Lewton, in case you don't know, specialized in low-budget horror movies for RKO. The studio would give him a title and a poster, and he was free to pretty much do as he pleased as far as the script, casting, and directing was concerned. Luckily for us, Lewton's taste ran dark and mysterious, and his body of work is one of the most consistent of any producer. His movies are characterized by their bleak themes, ambiguous supernatural elements, and stark, noirish lighting and camerawork.
Though I've made it a habit to rewatch as much Val Lewton as possible every October since I first discovered him a few years ago, this was only my second viewing of The Ghost Ship. My impression was that it was a lesser entry in the series, but now I'm pretty sure it's just as good as his other more famous horror movies like Cat People or I Walked With A Zombie. Unlike his other movies, though, the only supernatural element is in the title. The menace here, rather than a woman who morphs into a cat or a zombie, is an overzealous, deranged, and fascistic ship captain played by Richard Dix. He's great, too, the kind of villain you just want to punch in the face well before he starts bumping members of the crew off.

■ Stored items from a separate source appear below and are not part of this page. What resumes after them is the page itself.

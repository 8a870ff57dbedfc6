//! Error types for the opt-in checked orderings.
//!
//! The default sort paths are total and never produce these; they are only
//! returned by `checked_topological_sort` and `checked_sort`.

use thiserror::Error;

/// Result type for checked ordering operations over keys of type `K`
pub type OrderResult<T, K> = Result<T, OrderError<K>>;

/// Errors reported by the checked ordering operations
#[derive(Debug, Error, Clone, PartialEq, Eq)]
#[non_exhaustive]
pub enum OrderError<K> {
    /// The declared precedences contain a cycle passing through `key`
    #[error("precedence cycle detected through key {key:?}")]
    Cycle {
        /// A key lying on the cycle
        key: K,
    },
}

impl<K> OrderError<K> {
    /// Creates a cycle error for the given key
    pub fn cycle(key: K) -> Self {
        Self::Cycle { key }
    }
}
use topo_container::{
    OrderError, PrecedenceGraph, SortArray, SortMap, SortOrderMap, SortVec, TopologicalSort,
};

const LETTER_EDGES: [(&str, &str); 6] = [
    ("F", "C"),
    ("F", "A"),
    ("E", "A"),
    ("E", "B"),
    ("C", "D"),
    ("D", "B"),
];

fn declare<S: TopologicalSort<Key = &'static str>>(s: &mut S) {
    for (v, w) in LETTER_EDGES {
        s.precede(v, w);
    }
}

fn letter_vec() -> SortVec<&'static str> {
    let mut v = SortVec::new();
    declare(&mut v);
    for (key, n) in [("A", 3), ("B", 2), ("C", 2), ("D", 2), ("E", 2), ("F", 3)] {
        for _ in 0..n {
            v.push(key);
        }
    }
    v
}

#[test]
fn bare_graph_linearization() {
    let mut g = PrecedenceGraph::new();
    for (v, w) in LETTER_EDGES {
        g.precede(v, w);
    }
    let mut s = g.topological_sort();
    let mut popped = Vec::new();
    while let Some(k) = s.pop() {
        popped.push(k);
    }
    assert_eq!(popped, vec!["F", "E", "A", "C", "D", "B"]);
}

#[test]
fn ordered_map_with_unconstrained_keys() {
    let mut m: SortMap<&str, i32> = SortMap::new();
    declare(&mut m);
    for (i, k) in ["A", "B", "C", "D", "E", "F"].into_iter().enumerate() {
        m.insert(k, i as i32);
    }
    m.insert("X", 100);
    m.insert("Y", 101);
    m.insert("Z", 102);

    let v = m.sort();
    assert_eq!(
        v,
        vec![
            ("F", 5),
            ("E", 4),
            ("A", 0),
            ("C", 2),
            ("D", 3),
            ("B", 1),
            ("X", 100),
            ("Y", 101),
            ("Z", 102)
        ]
    );
    assert_eq!(v.len(), m.len());
}

#[test]
fn insertion_ordered_map_with_extra_edge() {
    let mut m: SortOrderMap<&str, i32> = SortOrderMap::new();
    declare(&mut m);
    for (i, k) in ["A", "B", "C", "D", "E", "F"].into_iter().enumerate() {
        m.insert(k, i as i32);
    }
    m.insert("X", 100);
    m.insert("Y", 101);
    m.insert("Z", 102);
    m.precede("Z", "F");

    assert_eq!(
        m.sort(),
        vec![
            ("Z", 102),
            ("F", 5),
            ("E", 4),
            ("A", 0),
            ("C", 2),
            ("D", 3),
            ("B", 1),
            ("X", 100),
            ("Y", 101)
        ]
    );
}

#[test]
fn vector_drops_graph_keys_it_does_not_hold() {
    let mut v = letter_vec();
    v.precede("Z", "F");

    let sorted = v.sort();
    assert_eq!(
        sorted,
        vec!["F", "F", "F", "E", "E", "A", "A", "A", "C", "C", "D", "D", "B", "B"]
    );
    assert_eq!(sorted.len(), v.len());
}

#[test]
fn vector_picks_up_key_added_later() {
    let mut v = letter_vec();
    v.precede("Z", "F");
    let before = v.sort();

    v.push("Z");
    let after = v.sort();
    assert_eq!(after.len(), 15);
    assert_eq!(after[0], "Z");
    assert_eq!(
        after,
        vec!["Z", "F", "F", "F", "E", "E", "A", "A", "A", "C", "C", "D", "D", "B", "B"]
    );
    assert_eq!(&after[1..], &before[..]);
}

#[test]
fn vector_of_integers_interleaves_pairs() {
    let mut v: SortVec<u32> = (0..10).collect();
    v.precede(9, 0);
    v.precede(8, 1);
    v.precede(7, 2);
    v.precede(6, 3);
    v.precede(5, 4);
    assert_eq!(v.sort(), vec![9, 0, 8, 1, 7, 2, 6, 3, 5, 4]);
}

#[test]
fn array_of_letters() {
    let mut a = SortArray::new(["A", "B", "C", "D", "E", "F", "X", "Y", "Z"]);
    declare(&mut a);
    assert_eq!(a.sort(), ["F", "E", "A", "C", "D", "B", "X", "Y", "Z"]);
}

#[test]
fn repeated_sorts_are_identical() {
    let v = letter_vec();
    let first = v.sort();
    assert_eq!(first, v.sort());
    assert_eq!(v.graph().topological_sort(), v.graph().topological_sort());
}

#[test]
fn checked_sort_through_trait() {
    let mut v = letter_vec();
    assert!(v.checked_sort().is_ok());
    v.precede("B", "F");
    match v.checked_sort() {
        Err(OrderError::Cycle { key }) => assert!(["B", "C", "D", "F"].contains(&key)),
        other => panic!("expected a cycle, got {other:?}"),
    }
    // The unchecked path still terminates and keeps every element.
    assert_eq!(v.sort().len(), 14);
}

#[test]
fn graph_shared_between_adapters() {
    let graph: PrecedenceGraph<&str> = LETTER_EDGES.into_iter().collect();
    let v = SortVec::with_graph(vec!["B", "A", "F"], graph.clone());
    let a = SortArray::with_graph(["B", "A", "F"], graph);
    assert_eq!(v.sort(), vec!["F", "A", "B"]);
    assert_eq!(a.sort(), ["F", "A", "B"]);
}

There's a great and terrifying set piece when they finally DO start getting bumped off, as one guy stupid enough to mouth off to the captain ends up being suffocated in a room that's having really long chain getting fed into it (I'm sure there are nautical terms for this but I don't know them). This is a great horror/thriller that deserves to be as famous as Lewton's other stuff. Just don't expect to see any ghosts.